Cette remarque entraîne aussitôt une question dont la réponse est moins évidente qu’il n’y paraît. Quand un travailleur est-il considéré comme « âgé » ? Là aussi, les réponses varient. La problématique utilise différentes classes d’âge selon les cas. Globalement, les recherches et les études qualifient comme travailleurs âgés des personnes ayant, au sens le plus large, entre 55 et 65 ans. Certains travaux situent même le début à 45 ans ! On peut d’ailleurs remarquer qu’à l’intérieur de cet intervalle, des réductions de celui-ci se font au cas par cas, selon les pays, en fonction de l’âge d’accès à la pension de retraite.

Il n’existe aucune uniformisation de la définition du travailleur dit âgé, pas plus qu’il n’existe d’harmonisation de l’âge d’accès à la pension de retraite au sein des 28 Etats membres de l’Union européenne. Chacun de ceux-ci use des politiques qui lui sont propres pour répondre à la problématique et à ses défis.

Les politiques relatives au vieillissement actif connaissent des alternances dans les choix. Ces derniers sont tributaires de conjonctures économiques, mais aussi politiques. L’incitation à rester actif peut se faire à la hausse comme à la baisse, avec des mécanismes d’incitation ou de répression selon les cas. Prenons simplement l’histoire du Luxembourg où certains régimes de préretraite ont été créés afin de faire face aux crises des années 1970 et 1980.

Droit luxembourgeois et préretraite

Le droit du travail luxembourgeois fait état de trois formes de préretraite :

  • la préretraite progressive est applicable aux salariés du secteur privé âgés de 57 ans accomplis et occupés à temps plein dans une entreprise. Celle-ci accepte de transformer l’emploi à temps plein en emploi à temps partiel ainsi que de verser une indemnité de préretraite ;
  • la préretraite-ajustement est applicable aux salariés du secteur privé âgés de 57 ans accomplis. L’employeur peut solliciter l’admission de son personnel à la préretraite-ajustement en cas de fermeture de l’entreprise ou pour éviter des licenciements suite à la suppression d’emplois résultant de la restructuration de l’entreprise ou de la transformation d’emplois consécutive à des mutations technologiques ;
  • la préretraite des travailleurs postés et des travailleurs de nuit est accessible à tous les salariés des secteurs privé et public, âgés de 57 ans accomplis et justifiant de 20 années de travail posté dans le cadre d’une organisation de travail fonctionnant par équipes successives ou bien de 20 années de travail prestées en poste fixe de nuit.

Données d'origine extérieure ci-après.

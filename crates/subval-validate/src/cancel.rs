//! Cooperative stop signal shared between a scheduler and a running validation.

use std::fmt;
use std::sync::Arc;
use std::sync::atomic::{AtomicU8, Ordering};

use crate::error::{Result, ValidateError};

const RUNNING: u8 = 0;
const CANCELLED: u8 = 1;
const ABORTED: u8 = 2;

#[derive(Debug, Clone, Copy, PartialEq, Eq)]
pub enum StopReason {
    /// A user asked for the validation to stop.
    Cancelled,
    /// The system stopped the validation (e.g. shutdown).
    Aborted,
}

impl fmt::Display for StopReason {
    fn fmt(&self, f: &mut fmt::Formatter<'_>) -> fmt::Result {
        match self {
            StopReason::Cancelled => f.write_str("cancelled"),
            StopReason::Aborted => f.write_str("aborted"),
        }
    }
}

/// Cloneable flag checked by validation workers between files.
///
/// The first stop request wins; later requests do not change the reason.
#[derive(Debug, Clone, Default)]
pub struct CancellationFlag(Arc<AtomicU8>);

impl CancellationFlag {
    pub fn new() -> Self {
        Self::default()
    }

    pub fn cancel(&self) {
        self.stop(CANCELLED);
    }

    pub fn abort(&self) {
        self.stop(ABORTED);
    }

    fn stop(&self, reason: u8) {
        let _ = self
            .0
            .compare_exchange(RUNNING, reason, Ordering::AcqRel, Ordering::Acquire);
    }

    pub fn reason(&self) -> Option<StopReason> {
        match self.0.load(Ordering::Acquire) {
            CANCELLED => Some(StopReason::Cancelled),
            ABORTED => Some(StopReason::Aborted),
            _ => None,
        }
    }

    /// Fails with `ValidateError::Stopped` once a stop was requested.
    pub fn check(&self) -> Result<()> {
        match self.reason() {
            Some(reason) => Err(ValidateError::Stopped(reason)),
            None => Ok(()),
        }
    }
}
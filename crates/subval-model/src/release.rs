use std::collections::{BTreeMap, VecDeque};
use std::path::PathBuf;

use chrono::{DateTime, Utc};
use serde::{Deserialize, Serialize};

use crate::file_type::{DataType, FileType};
use crate::report::Report;
use crate::state::SubmissionState;

#[derive(Debug, Clone, Copy, PartialEq, Eq, Serialize, Deserialize)]
#[serde(rename_all = "SCREAMING_SNAKE_CASE")]
pub enum ReleaseState {
    Opened,
    Closed,
    Completed,
}

/// A project waiting for validation in a release queue.
#[derive(Debug, Clone, PartialEq, Eq, Serialize, Deserialize)]
pub struct QueuedProject {
    pub project_key: String,
    /// Addresses notified when the validation resolves.
    pub emails: Vec<String>,
    /// Data types requested for validation.
    pub data_types: Vec<DataType>,
}

impl QueuedProject {
    pub fn new(project_key: impl Into<String>, data_types: Vec<DataType>) -> Self {
        Self {
            project_key: project_key.into(),
            emails: Vec::new(),
            data_types,
        }
    }

    #[must_use]
    pub fn with_emails(mut self, emails: Vec<String>) -> Self {
        self.emails = emails;
        self
    }
}

/// The files one project uploaded for one release, with lifecycle state.
#[derive(Debug, Clone, PartialEq, Serialize, Deserialize)]
pub struct Submission {
    pub project_key: String,
    pub release_name: String,
    pub state: SubmissionState,
    pub report: Report,
    pub last_updated: DateTime<Utc>,
}

impl Submission {
    pub fn new(project_key: impl Into<String>, release_name: impl Into<String>) -> Self {
        Self {
            project_key: project_key.into(),
            release_name: release_name.into(),
            state: SubmissionState::NotValidated,
            report: Report::default(),
            last_updated: Utc::now(),
        }
    }

    pub fn touch(&mut self) {
        self.last_updated = Utc::now();
    }
}

/// One file in a submission directory.
#[derive(Debug, Clone, PartialEq, Eq, Serialize, Deserialize)]
pub struct SubmissionFile {
    pub name: String,
    pub path: PathBuf,
    /// `None` when the name matches no known file type.
    pub file_type: Option<FileType>,
}

impl SubmissionFile {
    pub fn new(path: impl Into<PathBuf>) -> Self {
        let path = path.into();
        let name = path
            .file_name()
            .and_then(|name| name.to_str())
            .unwrap_or_default()
            .to_string();
        let file_type = FileType::from_file_name(&name);
        Self {
            name,
            path,
            file_type,
        }
    }

    pub fn data_type(&self) -> Option<DataType> {
        self.file_type.map(FileType::data_type)
    }
}

/// A named validation cycle.
#[derive(Debug, Clone, PartialEq, Serialize, Deserialize)]
pub struct Release {
    pub name: String,
    pub state: ReleaseState,
    pub dictionary_version: String,
    pub submissions: BTreeMap<String, Submission>,
    pub queue: VecDeque<QueuedProject>,
    pub release_date: Option<DateTime<Utc>>,
}

impl Release {
    pub fn new(name: impl Into<String>, dictionary_version: impl Into<String>) -> Self {
        Self {
            name: name.into(),
            state: ReleaseState::Opened,
            dictionary_version: dictionary_version.into(),
            submissions: BTreeMap::new(),
            queue: VecDeque::new(),
            release_date: None,
        }
    }

    pub fn is_open(&self) -> bool {
        self.state == ReleaseState::Opened
    }

    pub fn is_queued(&self, project_key: &str) -> bool {
        self.queue
            .iter()
            .any(|queued| queued.project_key == project_key)
    }

    pub fn next_in_queue(&self) -> Option<&QueuedProject> {
        self.queue.front()
    }

    /// Removes a project from the queue, returning its entry.
    pub fn dequeue(&mut self, project_key: &str) -> Option<QueuedProject> {
        let index = self
            .queue
            .iter()
            .position(|queued| queued.project_key == project_key)?;
        self.queue.remove(index)
    }

    pub fn signed_off_count(&self) -> usize {
        self.submissions
            .values()
            .filter(|submission| submission.state == SubmissionState::SignedOff)
            .count()
    }
}
//! Server configuration loaded from TOML.
//!
//! ```toml
//! [validator]
//! max_simultaneous = 2
//! log_threshold = 1000000
//! poll_interval_ms = 1000
//!
//! [mail]
//! admin = "admin@example.org"
//!
//! [storage]
//! root = "data"
//! ```
//!
//! Every section and key is optional.

use std::path::{Path, PathBuf};
use std::time::Duration;

use serde::Deserialize;
use subval_ingest::DEFAULT_LOG_THRESHOLD;
use tracing::debug;

use crate::error::ConfigError;

pub const DEFAULT_MAX_SIMULTANEOUS: usize = 1;
pub const DEFAULT_POLL_INTERVAL_MS: u64 = 1_000;

#[derive(Debug, Clone, Default, PartialEq, Eq, Deserialize)]
#[serde(default, deny_unknown_fields)]
pub struct ServerConfig {
    pub validator: ValidatorConfig,
    pub mail: MailConfig,
    pub storage: StorageConfig,
}

#[derive(Debug, Clone, PartialEq, Eq, Deserialize)]
#[serde(default, deny_unknown_fields)]
pub struct ValidatorConfig {
    /// Cap on validations running at the same time.
    pub max_simultaneous: usize,
    /// Rows between progress log lines.
    pub log_threshold: u64,
    pub poll_interval_ms: u64,
}

impl Default for ValidatorConfig {
    fn default() -> Self {
        Self {
            max_simultaneous: DEFAULT_MAX_SIMULTANEOUS,
            log_threshold: DEFAULT_LOG_THRESHOLD,
            poll_interval_ms: DEFAULT_POLL_INTERVAL_MS,
        }
    }
}

impl ValidatorConfig {
    pub fn poll_interval(&self) -> Duration {
        Duration::from_millis(self.poll_interval_ms)
    }
}

#[derive(Debug, Clone, Default, PartialEq, Eq, Deserialize)]
#[serde(default, deny_unknown_fields)]
pub struct MailConfig {
    /// Receives a copy of every ERROR resolution.
    pub admin: Option<String>,
}

#[derive(Debug, Clone, PartialEq, Eq, Deserialize)]
#[serde(default, deny_unknown_fields)]
pub struct StorageConfig {
    pub root: PathBuf,
}

impl Default for StorageConfig {
    fn default() -> Self {
        Self {
            root: PathBuf::from("data"),
        }
    }
}

impl ServerConfig {
    /// Loads `path`, falling back to defaults when the file does not exist.
    pub fn load(path: &Path) -> Result<Self, ConfigError> {
        if !path.exists() {
            debug!(path = %path.display(), "config file not found, using defaults");
            return Ok(Self::default());
        }
        let text = std::fs::read_to_string(path).map_err(|source| ConfigError::Read {
            path: path.to_path_buf(),
            source,
        })?;
        let config: ServerConfig = toml::from_str(&text).map_err(|source| ConfigError::Parse {
            path: path.to_path_buf(),
            source,
        })?;
        config.validate()?;
        Ok(config)
    }

    pub fn validate(&self) -> Result<(), ConfigError> {
        if self.validator.max_simultaneous == 0 {
            return Err(ConfigError::Invalid(
                "validator.max_simultaneous must be at least 1".to_string(),
            ));
        }
        if self.validator.poll_interval_ms == 0 {
            return Err(ConfigError::Invalid(
                "validator.poll_interval_ms must be at least 1".to_string(),
            ));
        }
        if self.validator.log_threshold == 0 {
            return Err(ConfigError::Invalid(
                "validator.log_threshold must be at least 1".to_string(),
            ));
        }
        Ok(())
    }
}
//! Submission lifecycle state machine.

pub mod context;
pub mod error;
pub mod machine;
pub mod operation;

pub use context::{StateContext, SubmissionContext};
pub use error::{Result, StateError};
pub use machine::{ClosePolicy, FileEvent, SubmissionStateMachine, next_state};
pub use operation::{Operation, allowed_operations, is_allowed};
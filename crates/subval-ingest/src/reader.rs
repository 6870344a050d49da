//! Streaming reader for tab-separated submission files.
//!
//! Files have one header row followed by one data row per line. Fields are
//! split on tabs only: quote characters carry no meaning. Blank lines are
//! skipped. Rows are yielded one at a time so that arbitrarily large files
//! can be scanned in constant memory.
//!
//! Line numbers are 1-based and count the header, so the first data row is
//! line 2.

use std::fs::File;
use std::io::BufReader;
use std::path::{Path, PathBuf};

use csv::{ReaderBuilder, StringRecordsIntoIter};
use tracing::{debug, info};

use crate::error::{IngestError, Result};

/// Default number of rows between progress log lines.
pub const DEFAULT_LOG_THRESHOLD: u64 = 1_000_000;

/// One data row with its source line number.
#[derive(Debug, Clone, PartialEq, Eq)]
pub struct Row {
    pub line: u64,
    pub fields: Vec<String>,
}

impl Row {
    pub fn field(&self, index: usize) -> Option<&str> {
        self.fields.get(index).map(String::as_str)
    }
}

/// Iterator over the data rows of one file.
pub struct TsvReader {
    path: PathBuf,
    header: Vec<String>,
    records: StringRecordsIntoIter<BufReader<File>>,
    log_threshold: u64,
    rows_read: u64,
}

impl TsvReader {
    /// Opens a file and reads its header row.
    pub fn open(path: &Path) -> Result<Self> {
        let file = File::open(path).map_err(|source| IngestError::FileOpen {
            path: path.to_path_buf(),
            source,
        })?;
        let mut reader = ReaderBuilder::new()
            .delimiter(b'\t')
            .has_headers(true)
            .flexible(true)
            .quoting(false)
            .from_reader(BufReader::new(file));
        let header = reader
            .headers()
            .map_err(|source| IngestError::tsv(path, source))?
            .iter()
            .map(|name| name.trim().to_string())
            .collect();
        debug!(path = %path.display(), "opened tab-separated file");
        Ok(Self {
            path: path.to_path_buf(),
            header,
            records: reader.into_records(),
            log_threshold: DEFAULT_LOG_THRESHOLD,
            rows_read: 0,
        })
    }

    /// Sets the number of rows between progress log lines (0 disables).
    #[must_use]
    pub fn with_log_threshold(mut self, threshold: u64) -> Self {
        self.log_threshold = threshold;
        self
    }

    pub fn path(&self) -> &Path {
        &self.path
    }

    pub fn header(&self) -> &[String] {
        &self.header
    }

    pub fn column_index(&self, name: &str) -> Option<usize> {
        self.header.iter().position(|column| column == name)
    }

    pub fn rows_read(&self) -> u64 {
        self.rows_read
    }
}

impl Iterator for TsvReader {
    type Item = Result<Row>;

    fn next(&mut self) -> Option<Self::Item> {
        loop {
            let record = match self.records.next()? {
                Ok(record) => record,
                Err(source) => return Some(Err(IngestError::tsv(&self.path, source))),
            };
            if record.iter().all(|field| field.trim().is_empty()) {
                continue;
            }
            let line = record.position().map_or(0, csv::Position::line);
            self.rows_read += 1;
            if self.log_threshold > 0 && self.rows_read.is_multiple_of(self.log_threshold) {
                info!(
                    path = %self.path.display(),
                    rows = self.rows_read,
                    "reading rows"
                );
            }
            return Some(Ok(Row {
                line,
                fields: record.iter().map(str::to_string).collect(),
            }));
        }
    }
}

/// Reads only the header row of a file.
pub fn read_header(path: &Path) -> Result<Vec<String>> {
    Ok(TsvReader::open(path)?.header)
}
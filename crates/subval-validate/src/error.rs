use std::path::PathBuf;

use subval_ingest::IngestError;
use subval_model::FileType;
use thiserror::Error;

use crate::cancel::StopReason;

#[derive(Debug, Error)]
pub enum ValidateError {
    #[error(transparent)]
    Ingest(#[from] IngestError),

    #[error("failed to write {path}: {source}")]
    Io {
        path: PathBuf,
        #[source]
        source: std::io::Error,
    },

    #[error("failed to write normalized rows to {path}: {source}")]
    Write {
        path: PathBuf,
        #[source]
        source: csv::Error,
    },

    #[error("validation stopped: {0}")]
    Stopped(StopReason),

    #[error("digest worker for {file_type} panicked")]
    WorkerPanicked { file_type: FileType },
}

pub type Result<T> = std::result::Result<T, ValidateError>;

La dernière réflexion concerne un véritable changement de paradigme que les sociétés développées sont en train de vivre. Il s’agit ni plus ni moins que de l’adaptation du travail aux réalités de la digitalisation et de l’économie numérique. Cette mutation qui devrait entraîner la disparition de plusieurs emplois classiques constitue un réel défi pour les travailleurs dits âgés en ce sens que ceux-ci vont devoir se former aux mutations du travail qui vont en résulter. Une formation permanente sera nécessaire. Un système éducatif adapté devra être mis en place. De fameux défis en perspective !

Franz Clément, Docteur en Sociologie, Luxembourg Institute of Socio-Economic Research (LISER)
Franz Clément, Docteur en Sociologie, Luxembourg Institute of Socio-Economic Research (LISER)

(1) Année européenne du vieillissement actif et de la solidarité intergénérationnelle 2012 - Rapport d'évaluation.

(2) Communication de la Commission au Parlement européen, au Conseil, au Comité économique et social européen et au Comité des Régions, Investir dans le domaine social en faveur de la croissance et de la cohésion, notamment par l’intermédiaire du Fonds social européen, au cours de la période 2014-2020, COM/2013/083.